Below is some data. Retype exactly the lines starting at the one with "while end >" and ending at the one with "check_file_entry(superblock: &SuperBlock, entry: &FileEntry)".
:::::
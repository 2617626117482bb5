use crate::engine::MatchContext;
use std::env;
use std::fmt;
use std::net::{IpAddr, SocketAddr};

/// Distinguishes runtime behavior for different stages of the service.
#[derive(Debug, Clone, Copy, PartialEq, Eq)]
pub enum AppEnvironment {
    Development,
    Test,
    Production,
}

impl AppEnvironment {
    fn from_str(value: &str) -> Self {
        match value.trim().to_ascii_lowercase().as_str() {
            "prod" | "production" => Self::Production,
            "test" | "ci" => Self::Test,
            _ => Self::Development,
        }
    }
}

/// Top-level configuration for the application.
#[derive(Debug, Clone)]
pub struct AppConfig {
    pub environment: AppEnvironment,
    pub server: ServerConfig,
    pub telemetry: TelemetryConfig,
    pub matching: MatchingConfig,
}

impl AppConfig {
    pub fn load() -> Result<Self, ConfigError> {
        dotenvy::dotenv().ok();

        let environment = AppEnvironment::from_str(
            &env::var("APP_ENV").unwrap_or_else(|_| "development".to_string()),
        );

        let host = env::var("APP_HOST").unwrap_or_else(|_| "127.0.0.1".to_string());
        let port = env::var("APP_PORT")
            .unwrap_or_else(|_| "3000".to_string())
            .parse::<u16>()
            .map_err(|_| ConfigError::InvalidPort)?;

        let log_level = env::var("APP_LOG_LEVEL").unwrap_or_else(|_| "info".to_string());

        let default_context = match env::var("APP_DEFAULT_CONTEXT") {
            Ok(raw) => parse_context(&raw)?,
            Err(_) => MatchContext::default(),
        };

        Ok(Self {
            environment,
            server: ServerConfig { host, port },
            telemetry: TelemetryConfig { log_level },
            matching: MatchingConfig { default_context },
        })
    }
}

fn parse_context(raw: &str) -> Result<MatchContext, ConfigError> {
    match raw.trim().to_ascii_lowercase().as_str() {
        "romantic_opposite" => Ok(MatchContext::RomanticOpposite),
        "romantic_same" => Ok(MatchContext::RomanticSame),
        "platonic" => Ok(MatchContext::Platonic),
        _ => Err(ConfigError::InvalidContext {
            value: raw.trim().to_string(),
        }),
    }
}

/// Settings controlling the HTTP server binding.
#[derive(Debug, Clone)]
pub struct ServerConfig {
    pub host: String,
    pub port: u16,
}

impl ServerConfig {
    pub fn socket_addr(&self) -> Result<SocketAddr, ConfigError> {
        if self.host.eq_ignore_ascii_case("localhost") {
            return Ok(SocketAddr::new(IpAddr::from([127, 0, 0, 1]), self.port));
        }

        let ip: IpAddr = self
            .host
            .parse()
            .map_err(|source| ConfigError::InvalidHost { source })?;

        Ok(SocketAddr::new(ip, self.port))
    }
}

/// Tracing and metrics controls.
#[derive(Debug, Clone)]
pub struct TelemetryConfig {
    pub log_level: String,
}

/// Scoring defaults applied when a request does not pick its own.
#[derive(Debug, Clone)]
pub struct MatchingConfig {
    pub default_context: MatchContext,
}

#[derive(Debug)]
pub enum ConfigError {
    InvalidPort,
    InvalidHost { source: std::net::AddrParseError },
    InvalidContext { value: String },
}

impl fmt::Display for ConfigError {
    fn fmt(&self, f: &mut fmt::Formatter<'_>) -> fmt::Result {
        match self {
            ConfigError::InvalidPort => write!(f, "APP_PORT must be a valid u16"),
            ConfigError::InvalidHost { .. } => {
                write!(f, "APP_HOST must parse to an IPv4 or IPv6 address")
            }
            ConfigError::InvalidContext { value } => {
                write!(
                    f,
                    "APP_DEFAULT_CONTEXT '{value}' must be one of romantic_opposite, romantic_same, platonic"
                )
            }
        }
    }
}

impl std::error::Error for ConfigError {
    fn source(&self) -> Option<&(dyn std::error::Error + 'static)> {
        match self {
            ConfigError::InvalidPort | ConfigError::InvalidContext { .. } => None,
            ConfigError::InvalidHost { source } => Some(source),
        }
    }
}

#[cfg(test)]
mod tests {
    use super::*;
    use std::env;
    use std::sync::{Mutex, OnceLock};

    fn env_guard() -> &'static Mutex<()> {
        static GUARD: OnceLock<Mutex<()>> = OnceLock::new();
        GUARD.get_or_init(|| Mutex::new(()))
    }

    fn reset_env() {
        env::remove_var("APP_ENV");
        env::remove_var("APP_HOST");
        env::remove_var("APP_PORT");
        env::remove_var("APP_LOG_LEVEL");
        env::remove_var("APP_DEFAULT_CONTEXT");
    }

    #[test]
    fn load_uses_defaults_when_env_missing() {
        let _lock = env_guard().lock().expect("env mutex poisoned");
        reset_env();
        let config = AppConfig::load().expect("config loads with defaults");
        assert_eq!(config.environment, AppEnvironment::Development);
        assert_eq!(config.server.host, "127.0.0.1");
        assert_eq!(config.server.port, 3000);
        assert_eq!(config.telemetry.log_level, "info");
        assert_eq!(
            config.matching.default_context,
            MatchContext::RomanticOpposite
        );
    }

    #[test]
    fn accepts_localhost_host() {
        let _lock = env_guard().lock().expect("env mutex poisoned");
        reset_env();
        env::set_var("APP_HOST", "localhost");
        let config = AppConfig::load().expect("config loads");
        let addr = config.server.socket_addr().expect("localhost resolves");
        assert_eq!(addr, SocketAddr::new(IpAddr::from([127, 0, 0, 1]), 3000));
    }

    #[test]
    fn parses_the_default_context() {
        let _lock = env_guard().lock().expect("env mutex poisoned");
        reset_env();
        env::set_var("APP_DEFAULT_CONTEXT", "Platonic");
        let config = AppConfig::load().expect("config loads");
        assert_eq!(config.matching.default_context, MatchContext::Platonic);

        env::set_var("APP_DEFAULT_CONTEXT", "casual");
        let err = AppConfig::load().expect_err("unknown context rejected");
        assert!(err.to_string().contains("APP_DEFAULT_CONTEXT"));
        reset_env();
    }
}
//! File entry records: encoding, decoding and the load-time scan over the block map.
//!
//! Record layout, from the start of the entry block:
//! - name: MAX_FILE_NAME_LEN bytes, zero padded
//! - size: u32 little endian
//! - block ids: ceil(size / block_size) entries of u32 little endian

use std::collections::{BTreeMap, HashMap};

use log::debug;

use crate::block_io::write_exact;
use crate::config::*;
use crate::error::FsError;
use crate::{BlockDevice, BlockType, FileEntry, Result, SuperBlock};

pub fn trim_zero(name: &[u8]) -> &[u8] {
    let mut end = name.len();
    while end > 0 && name[end - 1] == 0 {
        end -= 1;
    }
    &name[..end]
}

impl FileEntry {
    pub fn name_eq(&self, name: &[u8]) -> bool {
        self.name() == trim_zero(name)
    }

    pub fn name_eq_str(&self, name: &str) -> bool {
        self.name_eq(name.as_bytes())
    }
}

fn corrupted(block_id: u32, detail: impl Into<String>) -> FsError {
    FsError::CorruptedEntry {
        block_id,
        detail: detail.into(),
    }
}

pub(crate) fn encode_file_entry(entry: &FileEntry) -> Vec<u8> {
    let mut buf = Vec::with_capacity(entry.record_len());
    buf.extend_from_slice(&entry.name);
    buf.extend_from_slice(&entry.size.to_le_bytes());
    for id in &entry.block_ids {
        buf.extend_from_slice(&id.to_le_bytes());
    }
    buf
}

/// Decodes a record from the raw bytes of its entry block.
pub(crate) fn decode_file_entry(
    superblock: &SuperBlock,
    block_id: u32,
    block: &[u8],
) -> Result<FileEntry> {
    if block.len() < FILE_ENTRY_FIXED_LEN {
        return Err(corrupted(block_id, "entry block is shorter than a record"));
    }
    let mut name = [0u8; MAX_FILE_NAME_LEN];
    name.copy_from_slice(&block[..MAX_FILE_NAME_LEN]);
    let size_bytes = &block[MAX_FILE_NAME_LEN..FILE_ENTRY_FIXED_LEN];
    let size = u32::from_le_bytes([size_bytes[0], size_bytes[1], size_bytes[2], size_bytes[3]]);

    let num_blocks = superblock.blocks_for(size);
    let record_len = FileEntry::record_len_for(num_blocks);
    if record_len > block.len() {
        return Err(corrupted(
            block_id,
            format!("size {} needs {} block ids, more than one block holds", size, num_blocks),
        ));
    }
    let block_ids = block[FILE_ENTRY_FIXED_LEN..record_len]
        .chunks_exact(BLOCK_ID_LEN)
        .map(|b| u32::from_le_bytes([b[0], b[1], b[2], b[3]]))
        .collect();

    Ok(FileEntry {
        name,
        size,
        metadata_block_id: block_id,
        block_ids,
    })
}

/// Checks a record against the block map: it must sit in a FileEntry block,
/// fit inside that block, carry exactly enough data blocks for its size,
/// and only reference blocks tagged Data.
pub fn check_file_entry(superblock: &SuperBlock, entry: &FileEntry) -> Result<()> {
    let id = entry.metadata_block_id;
    if superblock.block_type(id) != Some(BlockType::FileEntry) {
        return Err(corrupted(id, "record block is not tagged as a file entry"));
    }
    if entry.name().is_empty() || entry.name().contains(&0) {
        return Err(corrupted(id, "invalid file name"));
    }
    if entry.record_len() > superblock.block_size as usize {
        return Err(corrupted(id, "record does not fit in one block"));
    }
    let expected = superblock.blocks_for(entry.size);
    if entry.block_ids.len() != expected {
        return Err(corrupted(
            id,
            format!(
                "size {} needs {} data blocks, record lists {}",
                entry.size,
                expected,
                entry.block_ids.len()
            ),
        ));
    }
    for &data_id in &entry.block_ids {
        if superblock.block_type(data_id) != Some(BlockType::Data) {
            return Err(corrupted(
                id,
                format!("block {} is not an allocated data block", data_id),
            ));
        }
    }
    Ok(())
}

/// Records every data block of `entry` in `owners` (data block -> entry block).
/// Fails if another record already listed one of them.
pub fn claim_data_blocks(owners: &mut HashMap<u32, u32>, entry: &FileEntry) -> Result<()> {
    let block_id = entry.metadata_block_id;
    if let Some((&data_id, &owner)) = entry
        .block_ids
        .iter()
        .find_map(|id| owners.get_key_value(id))
    {
        return Err(corrupted(
            block_id,
            format!("data block {} is also claimed by entry block {}", data_id, owner),
        ));
    }
    for (i, &data_id) in entry.block_ids.iter().enumerate() {
        if entry.block_ids[..i].contains(&data_id) {
            return Err(corrupted(
                block_id,
                format!("data block {} is listed twice", data_id),
            ));
        }
        owners.insert(data_id, block_id);
    }
    Ok(())
}

/// Everything `write_file_entry` checks, without touching the device.
pub fn check_writable_entry(superblock: &SuperBlock, entry: &FileEntry) -> Result<()> {
    if entry.metadata_block_id >= superblock.block_count {
        return Err(FsError::InvalidBlockId(entry.metadata_block_id));
    }
    if entry.record_len() > superblock.block_size as usize {
        return Err(FsError::FileTooLarge);
    }
    check_file_entry(superblock, entry)
}

/// Writes a record at the start of its entry block.
pub fn write_file_entry(
    device: &impl BlockDevice,
    superblock: &SuperBlock,
    entry: &FileEntry,
) -> Result<()> {
    check_writable_entry(superblock, entry)?;
    let buf = encode_file_entry(entry);
    write_exact(device, superblock.block_offset(entry.metadata_block_id), &buf)
}

/// Reads the record stored in entry block `block_id`.
pub fn read_file_entry(
    device: &impl BlockDevice,
    superblock: &SuperBlock,
    block_id: u32,
) -> Result<FileEntry> {
    if block_id >= superblock.block_count {
        return Err(FsError::InvalidBlockId(block_id));
    }
    let mut block = vec![0u8; superblock.block_size as usize];
    if device.read_at(superblock.block_offset(block_id), &mut block)? != block.len() {
        return Err(corrupted(block_id, "entry block is truncated"));
    }
    decode_file_entry(superblock, block_id, &block)
}

/// Rebuilds every record by scanning the block map for FileEntry tags.
/// Each record is validated, and no data block or name may be claimed twice.
pub fn scan_file_entries(
    device: &impl BlockDevice,
    superblock: &SuperBlock,
) -> Result<BTreeMap<u32, FileEntry>> {
    let mut files = BTreeMap::new();
    let mut owners: HashMap<u32, u32> = HashMap::new();

    for (i, &block_type) in superblock.block_map.iter().enumerate() {
        if block_type != BlockType::FileEntry {
            continue;
        }
        let block_id = i as u32;
        let entry = read_file_entry(device, superblock, block_id)?;
        check_file_entry(superblock, &entry)?;
        claim_data_blocks(&mut owners, &entry)?;
        if files.values().any(|f: &FileEntry| f.name_eq(entry.name())) {
            return Err(corrupted(
                block_id,
                format!("duplicate file name \"{}\"", entry.name_lossy()),
            ));
        }
        debug!("loaded {}", entry);
        files.insert(block_id, entry);
    }

    Ok(files)
}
:::::
TASK ANSWER:
    while end > 0 && name[end - 1] == 0 {
        end -= 1;
    }
    &name[..end]
}

impl FileEntry {
    pub fn name_eq(&self, name: &[u8]) -> bool {
        self.name() == trim_zero(name)
    }

    pub fn name_eq_str(&self, name: &str) -> bool {
        self.name_eq(name.as_bytes())
    }
}

fn corrupted(block_id: u32, detail: impl Into<String>) -> FsError {
    FsError::CorruptedEntry {
        block_id,
        detail: detail.into(),
    }
}

pub(crate) fn encode_file_entry(entry: &FileEntry) -> Vec<u8> {
    let mut buf = Vec::with_capacity(entry.record_len());
    buf.extend_from_slice(&entry.name);
    buf.extend_from_slice(&entry.size.to_le_bytes());
    for id in &entry.block_ids {
        buf.extend_from_slice(&id.to_le_bytes());
    }
    buf
}

/// Decodes a record from the raw bytes of its entry block.
pub(crate) fn decode_file_entry(
    superblock: &SuperBlock,
    block_id: u32,
    block: &[u8],
) -> Result<FileEntry> {
    if block.len() < FILE_ENTRY_FIXED_LEN {
        return Err(corrupted(block_id, "entry block is shorter than a record"));
    }
    let mut name = [0u8; MAX_FILE_NAME_LEN];
    name.copy_from_slice(&block[..MAX_FILE_NAME_LEN]);
    let size_bytes = &block[MAX_FILE_NAME_LEN..FILE_ENTRY_FIXED_LEN];
    let size = u32::from_le_bytes([size_bytes[0], size_bytes[1], size_bytes[2], size_bytes[3]]);

    let num_blocks = superblock.blocks_for(size);
    let record_len = FileEntry::record_len_for(num_blocks);
    if record_len > block.len() {
        return Err(corrupted(
            block_id,
            format!("size {} needs {} block ids, more than one block holds", size, num_blocks),
        ));
    }
    let block_ids = block[FILE_ENTRY_FIXED_LEN..record_len]
        .chunks_exact(BLOCK_ID_LEN)
        .map(|b| u32::from_le_bytes([b[0], b[1], b[2], b[3]]))
        .collect();

    Ok(FileEntry {
        name,
        size,
        metadata_block_id: block_id,
        block_ids,
    })
}

/// Checks a record against the block map: it must sit in a FileEntry block,
/// fit inside that block, carry exactly enough data blocks for its size,
/// and only reference blocks tagged Data.
pub fn check_file_entry(superblock: &SuperBlock, entry: &FileEntry) -> Result<()> {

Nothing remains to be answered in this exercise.